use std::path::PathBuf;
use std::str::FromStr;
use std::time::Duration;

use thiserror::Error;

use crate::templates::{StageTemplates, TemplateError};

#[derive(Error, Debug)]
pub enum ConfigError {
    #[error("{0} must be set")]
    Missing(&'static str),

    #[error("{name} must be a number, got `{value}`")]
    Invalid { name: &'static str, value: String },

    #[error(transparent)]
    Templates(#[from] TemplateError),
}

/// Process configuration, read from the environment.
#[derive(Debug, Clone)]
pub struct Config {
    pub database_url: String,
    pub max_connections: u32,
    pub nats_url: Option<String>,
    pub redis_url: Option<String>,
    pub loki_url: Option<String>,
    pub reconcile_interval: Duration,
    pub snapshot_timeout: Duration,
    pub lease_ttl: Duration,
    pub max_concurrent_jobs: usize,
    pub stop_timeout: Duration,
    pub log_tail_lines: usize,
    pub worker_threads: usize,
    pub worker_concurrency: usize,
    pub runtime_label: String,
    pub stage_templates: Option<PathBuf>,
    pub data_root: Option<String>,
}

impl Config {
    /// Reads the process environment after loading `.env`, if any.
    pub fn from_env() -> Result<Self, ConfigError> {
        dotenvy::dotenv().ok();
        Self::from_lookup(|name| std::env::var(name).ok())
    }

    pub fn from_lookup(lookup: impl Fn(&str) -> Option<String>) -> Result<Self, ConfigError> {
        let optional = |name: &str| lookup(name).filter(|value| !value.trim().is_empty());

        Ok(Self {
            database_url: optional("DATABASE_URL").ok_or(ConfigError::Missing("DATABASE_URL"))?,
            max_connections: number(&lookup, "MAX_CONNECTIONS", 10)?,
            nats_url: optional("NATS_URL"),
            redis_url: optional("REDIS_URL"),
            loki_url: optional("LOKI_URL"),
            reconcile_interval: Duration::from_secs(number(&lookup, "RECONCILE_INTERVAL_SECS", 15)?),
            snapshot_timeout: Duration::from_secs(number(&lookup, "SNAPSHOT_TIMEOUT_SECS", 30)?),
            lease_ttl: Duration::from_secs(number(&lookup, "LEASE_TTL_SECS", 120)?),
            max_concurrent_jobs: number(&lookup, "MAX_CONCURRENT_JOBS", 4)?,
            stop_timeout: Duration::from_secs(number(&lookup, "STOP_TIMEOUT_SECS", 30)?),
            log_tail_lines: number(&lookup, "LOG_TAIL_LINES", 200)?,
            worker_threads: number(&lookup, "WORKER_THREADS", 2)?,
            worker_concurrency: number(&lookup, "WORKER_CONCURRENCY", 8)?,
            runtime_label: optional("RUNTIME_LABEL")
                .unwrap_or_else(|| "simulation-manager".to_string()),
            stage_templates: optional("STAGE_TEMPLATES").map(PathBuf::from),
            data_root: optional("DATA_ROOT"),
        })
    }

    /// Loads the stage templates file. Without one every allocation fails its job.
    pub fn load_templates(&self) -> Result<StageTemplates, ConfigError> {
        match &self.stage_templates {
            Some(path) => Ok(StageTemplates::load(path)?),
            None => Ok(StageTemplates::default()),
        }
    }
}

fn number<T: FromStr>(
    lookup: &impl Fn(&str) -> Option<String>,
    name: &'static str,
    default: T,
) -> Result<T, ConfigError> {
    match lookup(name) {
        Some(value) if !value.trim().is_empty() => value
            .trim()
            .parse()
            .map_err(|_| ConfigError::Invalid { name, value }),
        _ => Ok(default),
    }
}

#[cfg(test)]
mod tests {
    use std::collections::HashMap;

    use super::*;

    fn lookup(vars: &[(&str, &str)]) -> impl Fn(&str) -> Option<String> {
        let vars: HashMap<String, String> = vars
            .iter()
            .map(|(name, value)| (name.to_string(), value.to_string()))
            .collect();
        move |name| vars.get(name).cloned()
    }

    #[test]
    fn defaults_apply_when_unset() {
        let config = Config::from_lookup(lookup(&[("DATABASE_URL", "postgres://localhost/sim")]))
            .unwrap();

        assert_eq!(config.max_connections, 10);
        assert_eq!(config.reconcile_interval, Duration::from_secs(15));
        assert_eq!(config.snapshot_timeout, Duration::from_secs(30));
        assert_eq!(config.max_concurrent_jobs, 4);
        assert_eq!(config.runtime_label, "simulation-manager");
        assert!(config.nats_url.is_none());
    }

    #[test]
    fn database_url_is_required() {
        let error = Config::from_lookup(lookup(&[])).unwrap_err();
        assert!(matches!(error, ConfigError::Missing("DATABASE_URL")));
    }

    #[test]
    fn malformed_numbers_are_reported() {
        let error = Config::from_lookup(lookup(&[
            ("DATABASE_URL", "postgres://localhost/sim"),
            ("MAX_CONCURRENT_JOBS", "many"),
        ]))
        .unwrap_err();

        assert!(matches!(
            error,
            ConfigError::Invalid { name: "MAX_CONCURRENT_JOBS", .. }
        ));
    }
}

--

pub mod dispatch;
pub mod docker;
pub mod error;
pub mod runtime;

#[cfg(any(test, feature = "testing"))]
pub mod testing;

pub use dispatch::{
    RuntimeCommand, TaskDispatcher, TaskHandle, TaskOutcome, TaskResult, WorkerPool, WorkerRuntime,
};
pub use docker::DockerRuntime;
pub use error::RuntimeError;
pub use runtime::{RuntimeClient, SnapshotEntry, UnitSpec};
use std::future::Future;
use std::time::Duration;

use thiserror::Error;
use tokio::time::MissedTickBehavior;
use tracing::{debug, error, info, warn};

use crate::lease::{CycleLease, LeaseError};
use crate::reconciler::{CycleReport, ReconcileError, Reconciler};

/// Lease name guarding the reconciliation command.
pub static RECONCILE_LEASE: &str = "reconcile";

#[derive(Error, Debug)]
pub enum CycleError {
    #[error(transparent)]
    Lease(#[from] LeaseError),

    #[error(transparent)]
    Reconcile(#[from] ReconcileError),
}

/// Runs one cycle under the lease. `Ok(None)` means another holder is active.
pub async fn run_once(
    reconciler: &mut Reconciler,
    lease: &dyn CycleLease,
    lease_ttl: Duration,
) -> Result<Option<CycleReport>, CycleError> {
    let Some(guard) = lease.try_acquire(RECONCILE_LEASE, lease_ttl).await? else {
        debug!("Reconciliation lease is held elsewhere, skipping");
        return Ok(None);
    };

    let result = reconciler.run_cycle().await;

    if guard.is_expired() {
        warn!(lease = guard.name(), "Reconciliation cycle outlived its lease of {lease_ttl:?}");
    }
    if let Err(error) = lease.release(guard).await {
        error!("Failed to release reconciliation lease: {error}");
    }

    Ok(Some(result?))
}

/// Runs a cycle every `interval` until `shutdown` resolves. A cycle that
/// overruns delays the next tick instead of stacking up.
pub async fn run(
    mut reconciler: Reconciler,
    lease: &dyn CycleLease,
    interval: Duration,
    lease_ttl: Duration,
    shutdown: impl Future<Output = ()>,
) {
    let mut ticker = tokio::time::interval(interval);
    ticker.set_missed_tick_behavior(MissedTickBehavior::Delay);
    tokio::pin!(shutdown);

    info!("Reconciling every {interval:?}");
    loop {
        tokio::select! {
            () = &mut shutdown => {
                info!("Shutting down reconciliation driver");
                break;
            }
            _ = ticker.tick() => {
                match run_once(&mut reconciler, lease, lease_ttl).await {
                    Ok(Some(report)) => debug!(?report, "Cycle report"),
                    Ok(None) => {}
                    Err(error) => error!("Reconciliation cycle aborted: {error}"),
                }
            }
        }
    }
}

Assignment: Starting at the line that has "assert_eq!(config.max_connections, 10);" in the records above, restate word for word every line until the one that has "let error = Config::from_lookup(lookup(&[])).unwrap_err();", and include that one as well.

Solution for this exercise:
        assert_eq!(config.max_connections, 10);
        assert_eq!(config.reconcile_interval, Duration::from_secs(15));
        assert_eq!(config.snapshot_timeout, Duration::from_secs(30));
        assert_eq!(config.max_concurrent_jobs, 4);
        assert_eq!(config.runtime_label, "simulation-manager");
        assert!(config.nats_url.is_none());
    }

    #[test]
    fn database_url_is_required() {
        let error = Config::from_lookup(lookup(&[])).unwrap_err();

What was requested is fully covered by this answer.